Segment Open

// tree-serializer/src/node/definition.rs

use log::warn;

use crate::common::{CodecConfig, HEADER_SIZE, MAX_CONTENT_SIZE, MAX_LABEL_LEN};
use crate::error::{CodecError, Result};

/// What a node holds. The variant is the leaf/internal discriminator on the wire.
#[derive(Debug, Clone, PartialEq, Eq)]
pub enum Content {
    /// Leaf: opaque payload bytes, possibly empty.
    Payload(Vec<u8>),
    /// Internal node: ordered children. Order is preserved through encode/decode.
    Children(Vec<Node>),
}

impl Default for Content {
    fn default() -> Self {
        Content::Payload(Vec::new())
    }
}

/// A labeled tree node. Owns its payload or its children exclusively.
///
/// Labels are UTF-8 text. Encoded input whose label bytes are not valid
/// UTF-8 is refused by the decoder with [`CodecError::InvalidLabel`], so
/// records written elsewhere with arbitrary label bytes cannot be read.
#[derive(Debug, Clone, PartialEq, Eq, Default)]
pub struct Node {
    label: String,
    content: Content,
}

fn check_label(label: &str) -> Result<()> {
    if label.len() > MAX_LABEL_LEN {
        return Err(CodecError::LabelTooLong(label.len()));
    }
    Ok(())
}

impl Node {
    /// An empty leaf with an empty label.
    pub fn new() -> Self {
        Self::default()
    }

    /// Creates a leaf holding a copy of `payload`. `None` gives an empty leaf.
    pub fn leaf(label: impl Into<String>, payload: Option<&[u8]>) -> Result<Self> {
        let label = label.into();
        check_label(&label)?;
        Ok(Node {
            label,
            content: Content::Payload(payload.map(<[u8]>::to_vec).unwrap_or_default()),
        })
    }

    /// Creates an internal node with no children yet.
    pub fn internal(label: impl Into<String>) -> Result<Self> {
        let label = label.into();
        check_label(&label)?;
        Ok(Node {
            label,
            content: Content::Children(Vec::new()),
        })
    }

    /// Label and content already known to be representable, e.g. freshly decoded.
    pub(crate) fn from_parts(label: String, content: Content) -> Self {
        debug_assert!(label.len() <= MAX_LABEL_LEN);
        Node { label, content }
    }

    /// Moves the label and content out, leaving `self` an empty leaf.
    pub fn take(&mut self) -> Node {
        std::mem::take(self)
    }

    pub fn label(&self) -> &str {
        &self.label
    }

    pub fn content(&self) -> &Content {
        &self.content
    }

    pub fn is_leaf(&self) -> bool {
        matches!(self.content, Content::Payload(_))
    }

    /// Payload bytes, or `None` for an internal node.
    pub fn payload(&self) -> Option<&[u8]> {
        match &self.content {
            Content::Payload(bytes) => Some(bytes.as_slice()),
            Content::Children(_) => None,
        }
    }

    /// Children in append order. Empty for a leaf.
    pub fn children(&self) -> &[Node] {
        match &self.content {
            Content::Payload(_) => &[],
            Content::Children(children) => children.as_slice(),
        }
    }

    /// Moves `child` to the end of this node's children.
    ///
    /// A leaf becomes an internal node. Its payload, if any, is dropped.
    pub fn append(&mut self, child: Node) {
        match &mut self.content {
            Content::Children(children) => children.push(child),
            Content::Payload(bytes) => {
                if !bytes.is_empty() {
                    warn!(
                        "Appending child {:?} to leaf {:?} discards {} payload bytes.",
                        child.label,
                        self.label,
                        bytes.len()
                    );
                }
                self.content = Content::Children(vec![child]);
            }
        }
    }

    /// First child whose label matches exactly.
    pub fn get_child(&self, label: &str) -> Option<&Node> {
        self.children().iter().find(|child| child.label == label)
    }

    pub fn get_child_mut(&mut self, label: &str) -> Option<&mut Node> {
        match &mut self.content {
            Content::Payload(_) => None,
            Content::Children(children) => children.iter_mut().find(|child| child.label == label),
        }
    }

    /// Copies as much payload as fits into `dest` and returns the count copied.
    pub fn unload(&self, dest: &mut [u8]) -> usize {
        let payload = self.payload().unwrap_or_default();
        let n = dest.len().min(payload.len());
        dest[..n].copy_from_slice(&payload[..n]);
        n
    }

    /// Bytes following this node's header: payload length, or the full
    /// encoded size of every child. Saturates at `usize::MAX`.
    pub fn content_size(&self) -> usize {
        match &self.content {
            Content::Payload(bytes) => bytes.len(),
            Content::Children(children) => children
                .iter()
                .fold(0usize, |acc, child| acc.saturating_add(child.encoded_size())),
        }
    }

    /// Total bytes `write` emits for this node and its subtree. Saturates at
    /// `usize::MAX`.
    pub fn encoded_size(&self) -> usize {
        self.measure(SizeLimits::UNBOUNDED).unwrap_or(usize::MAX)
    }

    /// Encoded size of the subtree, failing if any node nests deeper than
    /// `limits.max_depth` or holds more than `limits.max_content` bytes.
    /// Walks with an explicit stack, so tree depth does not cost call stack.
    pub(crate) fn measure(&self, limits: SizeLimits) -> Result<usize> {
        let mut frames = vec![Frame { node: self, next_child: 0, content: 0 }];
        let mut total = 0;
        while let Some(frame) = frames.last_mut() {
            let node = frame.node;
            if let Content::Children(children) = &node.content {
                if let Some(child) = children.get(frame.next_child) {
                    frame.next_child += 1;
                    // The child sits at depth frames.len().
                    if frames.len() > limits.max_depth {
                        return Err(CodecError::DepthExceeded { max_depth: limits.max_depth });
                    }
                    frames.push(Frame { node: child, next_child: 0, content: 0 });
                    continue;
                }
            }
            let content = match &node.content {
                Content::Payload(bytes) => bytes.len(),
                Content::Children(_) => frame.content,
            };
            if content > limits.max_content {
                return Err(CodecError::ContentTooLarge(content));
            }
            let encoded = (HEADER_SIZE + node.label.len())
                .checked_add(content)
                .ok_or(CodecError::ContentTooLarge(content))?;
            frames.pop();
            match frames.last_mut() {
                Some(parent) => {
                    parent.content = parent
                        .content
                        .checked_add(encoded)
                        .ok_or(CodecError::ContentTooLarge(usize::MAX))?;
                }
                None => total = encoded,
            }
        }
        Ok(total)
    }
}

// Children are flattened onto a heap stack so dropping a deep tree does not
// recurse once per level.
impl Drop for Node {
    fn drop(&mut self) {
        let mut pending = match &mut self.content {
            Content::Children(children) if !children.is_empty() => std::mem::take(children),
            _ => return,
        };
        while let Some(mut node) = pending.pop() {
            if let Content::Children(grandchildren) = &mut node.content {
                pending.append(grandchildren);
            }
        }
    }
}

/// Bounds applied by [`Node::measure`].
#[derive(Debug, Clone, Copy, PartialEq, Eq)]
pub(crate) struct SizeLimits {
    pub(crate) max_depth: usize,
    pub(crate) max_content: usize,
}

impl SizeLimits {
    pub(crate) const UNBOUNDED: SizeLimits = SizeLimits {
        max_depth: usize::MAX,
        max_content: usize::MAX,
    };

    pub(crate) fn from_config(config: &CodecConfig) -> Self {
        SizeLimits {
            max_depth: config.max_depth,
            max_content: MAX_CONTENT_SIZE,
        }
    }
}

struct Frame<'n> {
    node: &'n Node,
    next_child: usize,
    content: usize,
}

Segment Closed
Segment Open

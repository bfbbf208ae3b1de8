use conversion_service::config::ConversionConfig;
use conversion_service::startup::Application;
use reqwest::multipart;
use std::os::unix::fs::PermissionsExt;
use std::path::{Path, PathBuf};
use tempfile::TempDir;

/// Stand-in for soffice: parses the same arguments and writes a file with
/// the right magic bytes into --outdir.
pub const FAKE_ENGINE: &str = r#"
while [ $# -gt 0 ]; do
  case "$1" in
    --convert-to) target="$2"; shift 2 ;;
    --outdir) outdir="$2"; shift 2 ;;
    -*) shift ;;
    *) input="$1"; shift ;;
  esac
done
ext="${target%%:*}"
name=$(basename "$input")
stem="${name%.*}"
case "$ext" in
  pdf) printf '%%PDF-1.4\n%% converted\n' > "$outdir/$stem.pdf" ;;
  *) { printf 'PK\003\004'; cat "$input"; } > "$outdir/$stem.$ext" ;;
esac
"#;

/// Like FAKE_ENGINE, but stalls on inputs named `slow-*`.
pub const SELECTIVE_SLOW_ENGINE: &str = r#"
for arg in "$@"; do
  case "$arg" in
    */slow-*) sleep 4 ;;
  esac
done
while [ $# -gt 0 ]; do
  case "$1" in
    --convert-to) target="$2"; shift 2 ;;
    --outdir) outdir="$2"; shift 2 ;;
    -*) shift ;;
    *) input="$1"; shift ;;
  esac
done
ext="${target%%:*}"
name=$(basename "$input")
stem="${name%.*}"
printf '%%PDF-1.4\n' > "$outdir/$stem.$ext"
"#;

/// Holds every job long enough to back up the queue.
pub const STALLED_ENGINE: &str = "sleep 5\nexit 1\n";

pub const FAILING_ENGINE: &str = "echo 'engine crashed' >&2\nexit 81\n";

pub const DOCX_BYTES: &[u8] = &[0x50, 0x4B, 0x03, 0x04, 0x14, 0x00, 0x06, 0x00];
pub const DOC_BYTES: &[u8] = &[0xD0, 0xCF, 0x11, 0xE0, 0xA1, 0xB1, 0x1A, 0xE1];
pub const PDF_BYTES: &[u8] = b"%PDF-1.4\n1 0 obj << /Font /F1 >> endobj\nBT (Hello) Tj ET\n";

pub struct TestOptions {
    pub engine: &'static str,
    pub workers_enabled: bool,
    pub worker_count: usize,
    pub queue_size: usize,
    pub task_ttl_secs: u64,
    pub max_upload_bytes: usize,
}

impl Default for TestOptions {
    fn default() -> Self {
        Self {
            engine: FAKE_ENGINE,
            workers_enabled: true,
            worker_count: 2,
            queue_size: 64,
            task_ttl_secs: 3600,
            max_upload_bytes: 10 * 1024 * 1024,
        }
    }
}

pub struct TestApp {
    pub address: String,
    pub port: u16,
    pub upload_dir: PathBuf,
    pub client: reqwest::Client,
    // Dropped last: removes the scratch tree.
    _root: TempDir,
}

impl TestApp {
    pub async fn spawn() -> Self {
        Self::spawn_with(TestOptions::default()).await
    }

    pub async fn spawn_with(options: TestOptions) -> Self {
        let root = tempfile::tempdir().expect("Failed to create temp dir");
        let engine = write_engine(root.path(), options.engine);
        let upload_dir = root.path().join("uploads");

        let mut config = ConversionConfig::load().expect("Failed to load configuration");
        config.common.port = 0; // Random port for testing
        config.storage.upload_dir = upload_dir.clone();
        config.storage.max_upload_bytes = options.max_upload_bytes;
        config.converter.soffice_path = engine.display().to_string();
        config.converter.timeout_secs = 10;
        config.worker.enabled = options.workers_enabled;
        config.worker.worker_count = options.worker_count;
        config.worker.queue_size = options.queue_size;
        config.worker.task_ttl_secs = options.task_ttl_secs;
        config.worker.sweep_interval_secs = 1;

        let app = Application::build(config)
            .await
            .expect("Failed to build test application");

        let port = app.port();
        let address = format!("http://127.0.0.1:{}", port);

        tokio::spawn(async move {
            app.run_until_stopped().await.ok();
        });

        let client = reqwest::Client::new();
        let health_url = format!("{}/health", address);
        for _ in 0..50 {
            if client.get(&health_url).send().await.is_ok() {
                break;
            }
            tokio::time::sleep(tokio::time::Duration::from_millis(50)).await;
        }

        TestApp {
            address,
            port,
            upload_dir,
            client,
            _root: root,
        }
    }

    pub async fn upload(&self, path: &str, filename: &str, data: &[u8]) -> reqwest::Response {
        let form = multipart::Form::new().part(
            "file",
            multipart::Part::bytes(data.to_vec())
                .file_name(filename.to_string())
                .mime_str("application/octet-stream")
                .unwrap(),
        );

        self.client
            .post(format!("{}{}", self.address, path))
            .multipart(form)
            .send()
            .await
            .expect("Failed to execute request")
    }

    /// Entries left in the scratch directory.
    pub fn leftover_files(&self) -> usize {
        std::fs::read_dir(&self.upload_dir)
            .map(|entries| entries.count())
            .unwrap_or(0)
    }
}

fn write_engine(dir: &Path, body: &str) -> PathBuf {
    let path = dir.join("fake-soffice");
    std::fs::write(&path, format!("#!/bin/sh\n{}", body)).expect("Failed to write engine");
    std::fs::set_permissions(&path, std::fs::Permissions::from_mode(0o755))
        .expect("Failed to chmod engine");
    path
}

Segment Closed
Segment Open

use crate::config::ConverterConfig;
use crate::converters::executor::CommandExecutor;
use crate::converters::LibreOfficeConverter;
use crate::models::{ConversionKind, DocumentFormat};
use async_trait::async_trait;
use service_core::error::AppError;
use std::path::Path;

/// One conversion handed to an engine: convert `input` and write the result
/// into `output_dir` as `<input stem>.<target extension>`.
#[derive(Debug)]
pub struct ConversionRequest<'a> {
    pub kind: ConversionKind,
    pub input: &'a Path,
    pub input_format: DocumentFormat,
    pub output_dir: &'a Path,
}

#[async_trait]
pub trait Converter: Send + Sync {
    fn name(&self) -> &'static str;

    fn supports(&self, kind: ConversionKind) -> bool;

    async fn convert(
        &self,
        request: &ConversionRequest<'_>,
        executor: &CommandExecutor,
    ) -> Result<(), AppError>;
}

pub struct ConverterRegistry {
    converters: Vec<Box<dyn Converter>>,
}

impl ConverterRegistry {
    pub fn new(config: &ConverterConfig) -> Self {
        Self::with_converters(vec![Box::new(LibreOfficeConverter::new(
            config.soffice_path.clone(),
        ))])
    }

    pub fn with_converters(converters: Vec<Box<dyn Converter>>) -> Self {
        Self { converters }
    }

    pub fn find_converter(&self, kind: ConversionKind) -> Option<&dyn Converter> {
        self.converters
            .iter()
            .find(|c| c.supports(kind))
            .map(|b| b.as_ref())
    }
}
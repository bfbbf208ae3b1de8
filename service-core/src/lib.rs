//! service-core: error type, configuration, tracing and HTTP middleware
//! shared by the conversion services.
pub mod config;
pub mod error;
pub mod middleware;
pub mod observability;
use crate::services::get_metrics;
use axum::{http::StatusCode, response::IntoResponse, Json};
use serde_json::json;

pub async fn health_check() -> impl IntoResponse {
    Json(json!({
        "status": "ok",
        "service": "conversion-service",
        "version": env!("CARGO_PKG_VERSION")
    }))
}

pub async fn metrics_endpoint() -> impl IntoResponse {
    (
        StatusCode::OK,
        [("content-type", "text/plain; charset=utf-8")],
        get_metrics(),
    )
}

Segment Closed

Please tally every line of the entries that holds "expect" and answer with that figure alone.

### [RESULT BELOW]
6